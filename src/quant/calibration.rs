//! # Calibration
//!
//! $$
//! \sigma^\*:\ C^{\text{BS}}(S,K,T,r,\sigma^\*) = C^{\text{mkt}}
//! $$
//!
pub mod implied_vol;
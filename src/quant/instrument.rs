//! # Instruments
//!
//! $$
//! W = \frac{C^{\text{BS}}(S,K,T,r,\sigma)}{e},\qquad \Delta_W = \Delta_C
//! $$
//!
//! An option or a warrant priced off one observation. The style is fixed when the
//! instrument is built. Without a supplied volatility the implied one is solved on
//! first use and kept for the life of the instance.
use std::cell::OnceCell;

use tracing::debug;
use tracing::warn;

use crate::quant::calibration::implied_vol::ImpliedVolSolver;
use crate::quant::calibration::implied_vol::SolverConfig;
use crate::quant::error::ensure_positive;
use crate::quant::error::Result;
use crate::quant::market::ContractTerms;
use crate::quant::market::Observation;
use crate::quant::pricing::bsm::BSMPricer;
use crate::quant::traits::PricerExt;
use crate::quant::OptionType;

/// Plain option or warrant with an entitlement ratio.
#[derive(Clone, Copy, Debug, PartialEq)]
pub enum InstrumentKind {
  Option,
  Warrant { entitlement: f64 },
}

impl InstrumentKind {
  /// Derivative units per underlying share.
  pub fn entitlement(&self) -> f64 {
    match *self {
      Self::Option => 1.0,
      Self::Warrant { entitlement } => entitlement,
    }
  }
}

#[derive(Clone, Debug)]
pub struct Instrument {
  kind: InstrumentKind,
  option_type: OptionType,
  /// Observed derivative price
  quote: f64,
  /// Underlying price
  s: f64,
  /// Strike price
  k: f64,
  /// Time to maturity in years
  tau: f64,
  /// Risk-free rate
  r: f64,
  sigma: OnceCell<f64>,
  solver: ImpliedVolSolver,
}

impl Instrument {
  #[allow(clippy::too_many_arguments)]
  pub fn new(
    kind: InstrumentKind,
    option_type: OptionType,
    quote: f64,
    s: f64,
    k: f64,
    tau: f64,
    r: f64,
    sigma: Option<f64>,
    config: SolverConfig,
  ) -> Result<Self> {
    ensure_positive("derivative quote", quote)?;
    ensure_positive("entitlement ratio", kind.entitlement())?;
    BSMPricer::new(s, sigma.unwrap_or(config.initial_guess), k, r, tau, option_type).validate()?;

    Ok(Self {
      kind,
      option_type,
      quote,
      s,
      k,
      tau,
      r,
      sigma: sigma.map(OnceCell::from).unwrap_or_default(),
      solver: ImpliedVolSolver::new(config),
    })
  }

  pub fn option(
    quote: f64,
    s: f64,
    k: f64,
    tau: f64,
    r: f64,
    option_type: OptionType,
    sigma: Option<f64>,
  ) -> Result<Self> {
    Self::new(
      InstrumentKind::Option,
      option_type,
      quote,
      s,
      k,
      tau,
      r,
      sigma,
      SolverConfig::default(),
    )
  }

  #[allow(clippy::too_many_arguments)]
  pub fn warrant(
    quote: f64,
    s: f64,
    k: f64,
    tau: f64,
    r: f64,
    option_type: OptionType,
    entitlement: f64,
    sigma: Option<f64>,
  ) -> Result<Self> {
    Self::new(
      InstrumentKind::Warrant { entitlement },
      option_type,
      quote,
      s,
      k,
      tau,
      r,
      sigma,
      SolverConfig::default(),
    )
  }

  /// Warrant on `terms` priced off `observation`, volatility left to the solver.
  pub fn from_terms(
    terms: &ContractTerms,
    observation: &Observation,
    tau: f64,
    r: f64,
    config: SolverConfig,
  ) -> Result<Self> {
    Self::new(
      InstrumentKind::Warrant {
        entitlement: terms.entitlement,
      },
      terms.option_type,
      observation.quote,
      observation.spot,
      terms.strike,
      tau,
      r,
      None,
      config,
    )
  }

  /// Volatility, solving for it against the quote on first call.
  ///
  /// The solver matches the quote against the unscaled model price, so an option
  /// and a warrant on the same quote share one volatility.
  pub fn sigma(&self) -> Result<f64> {
    if let Some(sigma) = self.sigma.get() {
      return Ok(*sigma);
    }

    let result = self.solver.solve(
      self.quote,
      self.s,
      self.k,
      self.tau,
      self.r,
      self.option_type,
    )?;

    let sigma = if self.solver.config().strict {
      result.into_converged()?
    } else {
      if !result.is_converged() {
        warn!(
          sigma = result.sigma(),
          iterations = result.iterations(),
          "accepting unconverged implied volatility"
        );
      }
      result.sigma()
    };
    debug!(sigma, quote = self.quote, spot = self.s, "implied volatility solved");

    Ok(*self.sigma.get_or_init(|| sigma))
  }

  pub fn is_solved(&self) -> bool {
    self.sigma.get().is_some()
  }

  /// Unscaled per-share pricer at the instrument's volatility.
  pub fn pricer(&self) -> Result<BSMPricer> {
    Ok(BSMPricer::new(
      self.s,
      self.sigma()?,
      self.k,
      self.r,
      self.tau,
      self.option_type,
    ))
  }

  pub fn kind(&self) -> InstrumentKind {
    self.kind
  }

  pub fn option_type(&self) -> OptionType {
    self.option_type
  }

  pub fn entitlement(&self) -> f64 {
    self.kind.entitlement()
  }

  pub fn quote(&self) -> f64 {
    self.quote
  }

  pub fn spot(&self) -> f64 {
    self.s
  }

  pub fn tau(&self) -> f64 {
    self.tau
  }
}

impl PricerExt for Instrument {
  /// Price per derivative unit and per-share delta.
  fn value(&self) -> Result<(f64, f64)> {
    let (price, delta) = self.pricer()?.value()?;
    Ok((price / self.kind.entitlement(), delta))
  }
}
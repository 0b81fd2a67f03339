//! Seams for the hosted models the pipeline talks to.
//!
//! Both capabilities are passed explicitly to the components that need them;
//! nothing in this crate holds a process-wide client.

use async_trait::async_trait;
use std::collections::{BTreeSet, HashMap};

use crate::error::{PipelineError, PipelineResult};

/// Turns text into a fixed-length embedding vector.
#[async_trait]
pub trait Embedder: Send + Sync {
    /// Embeds one text. The result must have `dimension()` components.
    async fn embed(&self, text: &str) -> PipelineResult<Vec<f32>>;

    fn dimension(&self) -> usize;
}

/// Free-form text generation from a fully rendered prompt.
#[async_trait]
pub trait TextGenerator: Send + Sync {
    async fn generate(&self, prompt: &str) -> PipelineResult<String>;
}

/// A prompt with `{name}` placeholders.
///
/// `{{` and `}}` render as literal braces.
#[derive(Debug, Clone, PartialEq, Eq)]
pub struct PromptTemplate {
    text: String,
}

enum Piece<'a> {
    Literal(&'a str),
    Variable(&'a str),
}

impl PromptTemplate {
    pub fn new(text: impl Into<String>) -> Self {
        PromptTemplate { text: text.into() }
    }

    pub fn text(&self) -> &str {
        &self.text
    }

    /// Placeholder names, sorted and deduplicated.
    pub fn variables(&self) -> BTreeSet<&str> {
        self.pieces()
            .filter_map(|piece| match piece {
                Piece::Variable(name) => Some(name),
                Piece::Literal(_) => None,
            })
            .collect()
    }

    /// Substitutes every placeholder; a placeholder without a value is an error.
    pub fn render(&self, values: &HashMap<&str, &str>) -> PipelineResult<String> {
        let mut rendered = String::with_capacity(self.text.len());
        for piece in self.pieces() {
            match piece {
                Piece::Literal(text) => rendered.push_str(text),
                Piece::Variable(name) => {
                    let value = values
                        .get(name)
                        .ok_or_else(|| PipelineError::MissingVariable(name.to_string()))?;
                    rendered.push_str(value);
                }
            }
        }
        Ok(rendered)
    }

    fn pieces(&self) -> impl Iterator<Item = Piece<'_>> {
        let text = self.text.as_str();
        let mut rest = text;
        std::iter::from_fn(move || {
            if rest.is_empty() {
                return None;
            }
            if let Some(after) = rest.strip_prefix("{{") {
                rest = after;
                return Some(Piece::Literal("{"));
            }
            if let Some(after) = rest.strip_prefix("}}") {
                rest = after;
                return Some(Piece::Literal("}"));
            }
            if let Some(after) = rest.strip_prefix('{') {
                if let Some(close) = after.find('}') {
                    let name = &after[..close];
                    if is_identifier(name) {
                        rest = &after[close + 1..];
                        return Some(Piece::Variable(name));
                    }
                }
                rest = after;
                return Some(Piece::Literal("{"));
            }
            let next = rest
                .char_indices()
                .skip(1)
                .find(|&(_, c)| c == '{' || c == '}')
                .map_or(rest.len(), |(i, _)| i);
            let (literal, after) = rest.split_at(next);
            rest = after;
            Some(Piece::Literal(literal))
        })
    }
}

fn is_identifier(name: &str) -> bool {
    !name.is_empty() && name.chars().all(|c| c.is_ascii_alphanumeric() || c == '_')
}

━━━━━━

» What is required:
Could you return all lines from the data above that contain the string "ContractTerms"?

» Result of the task:
use crate::quant::market::ContractTerms;
    terms: &ContractTerms,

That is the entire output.